1. 配偶者短期居住権とは? 配偶者短期居住権とは、亡くなった方(被相続人)の所有していた建物に同居していた配偶者が、相続発生から一定期間(最低6ヶ月間)、無償でそのまま住み続けられる権利です。
特別な手続きや合意(遺言や遺産分割協議)をしなくても、法律上当然に発生するのが大きな特徴です。これにより、遺産分割が終わっていない段階で突然「家を出ていってほしい」と要求されるリスクを防ぎます。
2. 「配偶者居住権」との違い
- 権利の期間
- 配偶者居住権: 原則として「配偶者が亡くなるまで(終身)」
- 配偶者短期居住権: 「遺産分割が確定するまで」または「最低6ヶ月間」
- 取得のための手続き
- 配偶者居住権: 遺言書や遺産分割協議での合意、さらに「登記」が必要
- 配偶者短期居住権: 法律で定められた要件を満たせば自動的に成立(登記も不要)
3. 配偶者短期居住権が役立つ具体例
- 遺産分割協議が難航しそうな場合 話し合いが長引いても、最低6ヶ月(協議成立まで)は住み慣れた家で生活を継続できます。

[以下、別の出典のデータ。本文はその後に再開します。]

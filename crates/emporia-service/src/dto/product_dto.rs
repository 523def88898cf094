//! Product-related DTOs.

use chrono::{DateTime, Utc};
use emporia_core::Product;
use serde::{Deserialize, Serialize};
use utoipa::ToSchema;
use validator::Validate;

/// Request to create a new product.
#[derive(Debug, Clone, Serialize, Deserialize, Validate, ToSchema)]
pub struct CreateProductRequest {
    #[validate(length(min = 1, message = "Name must not be empty"))]
    pub name: String,

    #[serde(default)]
    pub description: String,

    #[validate(range(exclusive_min = 0.0, message = "Price must be positive"))]
    pub price: f64,

    #[validate(range(min = 1, message = "Owning user id must be positive"))]
    pub user_id: i64,
}

/// Request to update an existing product.
///
/// The owning user is immutable; ownership changes are not an update.
#[derive(Debug, Clone, Serialize, Deserialize, Validate, ToSchema)]
pub struct UpdateProductRequest {
    #[validate(length(min = 1, message = "Name must not be empty"))]
    pub name: String,

    #[serde(default)]
    pub description: String,

    #[validate(range(exclusive_min = 0.0, message = "Price must be positive"))]
    pub price: f64,
}

/// Product response DTO.
#[derive(Debug, Clone, PartialEq, Serialize, Deserialize, ToSchema)]
pub struct ProductResponse {
    pub id: i64,
    pub name: String,
    pub description: String,
    pub price: f64,
    pub user_id: i64,
    pub created_at: DateTime<Utc>,
    pub updated_at: DateTime<Utc>,
}

impl From<Product> for ProductResponse {
    fn from(product: Product) -> Self {
        Self {
            id: product.id,
            name: product.name,
            description: product.description,
            price: product.price,
            user_id: product.user_id,
            created_at: product.created_at,
            updated_at: product.updated_at,
        }
    }
}

#[cfg(test)]
mod tests {
    use super::*;
    use emporia_core::ValidateExt;

    #[test]
    fn test_create_product_request_valid() {
        let request = CreateProductRequest {
            name: "Widget".to_string(),
            description: "A widget".to_string(),
            price: 9.99,
            user_id: 1,
        };
        assert!(request.validate_request().is_ok());
    }

    #[test]
    fn test_create_product_request_zero_price() {
        let request = CreateProductRequest {
            name: "Widget".to_string(),
            description: String::new(),
            price: 0.0,
            user_id: 1,
        };
        assert!(request.validate_request().is_err());
    }

    #[test]
    fn test_create_product_request_negative_price() {
        let request = CreateProductRequest {
            name: "Widget".to_string(),
            description: String::new(),
            price: -1.0,
            user_id: 1,
        };
        assert!(request.validate_request().is_err());
    }

    #[test]
    fn test_create_product_request_missing_owner() {
        let request = CreateProductRequest {
            name: "Widget".to_string(),
            description: String::new(),
            price: 9.99,
            user_id: 0,
        };
        assert!(request.validate_request().is_err());
    }

    #[test]
    fn test_description_defaults_to_empty() {
        let parsed: CreateProductRequest =
            serde_json::from_str(r#"{"name":"Widget","price":9.99,"user_id":1}"#).unwrap();
        assert_eq!(parsed.description, "");
    }

    #[test]
    fn test_product_response_from_entity() {
        let mut product = Product::new("Widget".to_string(), "A widget".to_string(), 9.99, 1);
        product.id = 3;
        let response = ProductResponse::from(product.clone());

        assert_eq!(response.id, 3);
        assert_eq!(response.price, 9.99);
        assert_eq!(response.user_id, 1);
    }
}
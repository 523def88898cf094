//! Entity service implementations.

mod product_service_impl;
mod user_service_impl;

pub use product_service_impl::ProductServiceImpl;
pub use user_service_impl::UserServiceImpl;
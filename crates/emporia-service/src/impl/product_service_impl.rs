//! Cached product service implementation.

use crate::cache::{cache_keys, Cache, CacheExt, DEFAULT_TTL};
use crate::dto::{CreateProductRequest, ProductResponse, UpdateProductRequest};
use crate::product_service::ProductService;
use async_trait::async_trait;
use emporia_core::{EmporiaError, EmporiaResult, Product, ValidateExt};
use emporia_repository::ProductRepository;
use std::sync::Arc;
use tracing::{debug, info, warn};

/// Product service with cache-aside reads and write-through invalidation.
///
/// Same shape as the user service; the by-owner listing is the one read path
/// that deliberately bypasses the cache (an unbounded result set does not fit
/// a single-key entry).
pub struct ProductServiceImpl {
    repository: Arc<dyn ProductRepository>,
    cache: Arc<dyn Cache>,
}

impl ProductServiceImpl {
    /// Creates a new product service.
    pub fn new(repository: Arc<dyn ProductRepository>, cache: Arc<dyn Cache>) -> Self {
        Self { repository, cache }
    }
}

#[async_trait]
impl ProductService for ProductServiceImpl {
    async fn create(&self, request: CreateProductRequest) -> EmporiaResult<ProductResponse> {
        debug!("Creating product: {}", request.name);

        request.validate_request()?;

        let product = Product::new(
            request.name,
            request.description,
            request.price,
            request.user_id,
        );
        let created = self.repository.create(&product).await?;
        let response = ProductResponse::from(created);

        let key = cache_keys::product(response.id);
        if let Err(e) = self.cache.set(&key, &response, DEFAULT_TTL).await {
            warn!("Failed to cache created product {}: {}", response.id, e);
        }

        info!("Product created: {}", response.id);
        Ok(response)
    }

    async fn find_by_id(&self, id: i64) -> EmporiaResult<ProductResponse> {
        if id <= 0 {
            return Err(EmporiaError::validation("Product id must be positive"));
        }

        let key = cache_keys::product(id);
        match self.cache.get::<ProductResponse>(&key).await {
            Ok(Some(cached)) => {
                debug!("Cache hit for product {}", id);
                return Ok(cached);
            }
            Ok(None) => {}
            // A failing cache backend reads as a miss.
            Err(e) => warn!("Cache read failed for product {}: {}", id, e),
        }

        let product = self
            .repository
            .find_by_id(id)
            .await?
            .ok_or_else(|| EmporiaError::not_found("Product", id))?;
        let response = ProductResponse::from(product);

        if let Err(e) = self.cache.set(&key, &response, DEFAULT_TTL).await {
            warn!("Failed to cache product {}: {}", id, e);
        }

        Ok(response)
    }

    async fn update(
        &self,
        id: i64,
        request: UpdateProductRequest,
    ) -> EmporiaResult<ProductResponse> {
        debug!("Updating product: {}", id);

        if id <= 0 {
            return Err(EmporiaError::validation("Product id must be positive"));
        }
        request.validate_request()?;

        // Existence is the store's call; no read-before-write here. The
        // owning user id is not part of an update and survives unchanged.
        let mut product = Product::new(request.name, request.description, request.price, 0);
        product.id = id;

        let updated = self
            .repository
            .update(&product)
            .await?
            .ok_or_else(|| EmporiaError::not_found("Product", id))?;
        let response = ProductResponse::from(updated);

        if let Err(e) = self
            .cache
            .set(&cache_keys::product(id), &response, DEFAULT_TTL)
            .await
        {
            warn!("Failed to refresh cached product {}: {}", id, e);
        }

        info!("Product updated: {}", id);
        Ok(response)
    }

    async fn delete(&self, id: i64) -> EmporiaResult<()> {
        debug!("Deleting product: {}", id);

        if id <= 0 {
            return Err(EmporiaError::validation("Product id must be positive"));
        }

        let deleted = self.repository.delete(id).await?;
        if !deleted {
            return Err(EmporiaError::not_found("Product", id));
        }

        if let Err(e) = self.cache.delete(&cache_keys::product(id)).await {
            warn!("Failed to evict cached product {}: {}", id, e);
        }

        info!("Product deleted: {}", id);
        Ok(())
    }

    async fn find_all(&self) -> EmporiaResult<Vec<ProductResponse>> {
        debug!("Listing products");

        let products = self.repository.find_all().await?;
        Ok(products.into_iter().map(ProductResponse::from).collect())
    }

    async fn find_by_user_id(&self, user_id: i64) -> EmporiaResult<Vec<ProductResponse>> {
        if user_id <= 0 {
            return Err(EmporiaError::validation("User id must be positive"));
        }

        debug!("Listing products for user {}", user_id);

        let products = self.repository.find_by_user_id(user_id).await?;
        Ok(products.into_iter().map(ProductResponse::from).collect())
    }
}

impl std::fmt::Debug for ProductServiceImpl {
    fn fmt(&self, f: &mut std::fmt::Formatter<'_>) -> std::fmt::Result {
        f.debug_struct("ProductServiceImpl").finish_non_exhaustive()
    }
}
//! Generated protobuf modules.

pub mod common {
    tonic::include_proto!("emporia.common");
}

pub mod user {
    tonic::include_proto!("emporia.user");
}

pub mod product {
    tonic::include_proto!("emporia.product");
}

pub mod health {
    tonic::include_proto!("emporia.health");
}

- 第三者に家が遺贈された場合 遺言書によって自宅が第三者の手に渡った場合でも、立ち退き要求を受けた日から6ヶ月間は住み続けることが認められています。
まとめ:残された配偶者の生活を守るために早めの準備を 配偶者短期居住権は応急措置的な保護制度ですが、終身にわたって安心した生活を送るためには「配偶者居住権」の活用や「遺言書の作成」を事前に行うことが非常に効果的です。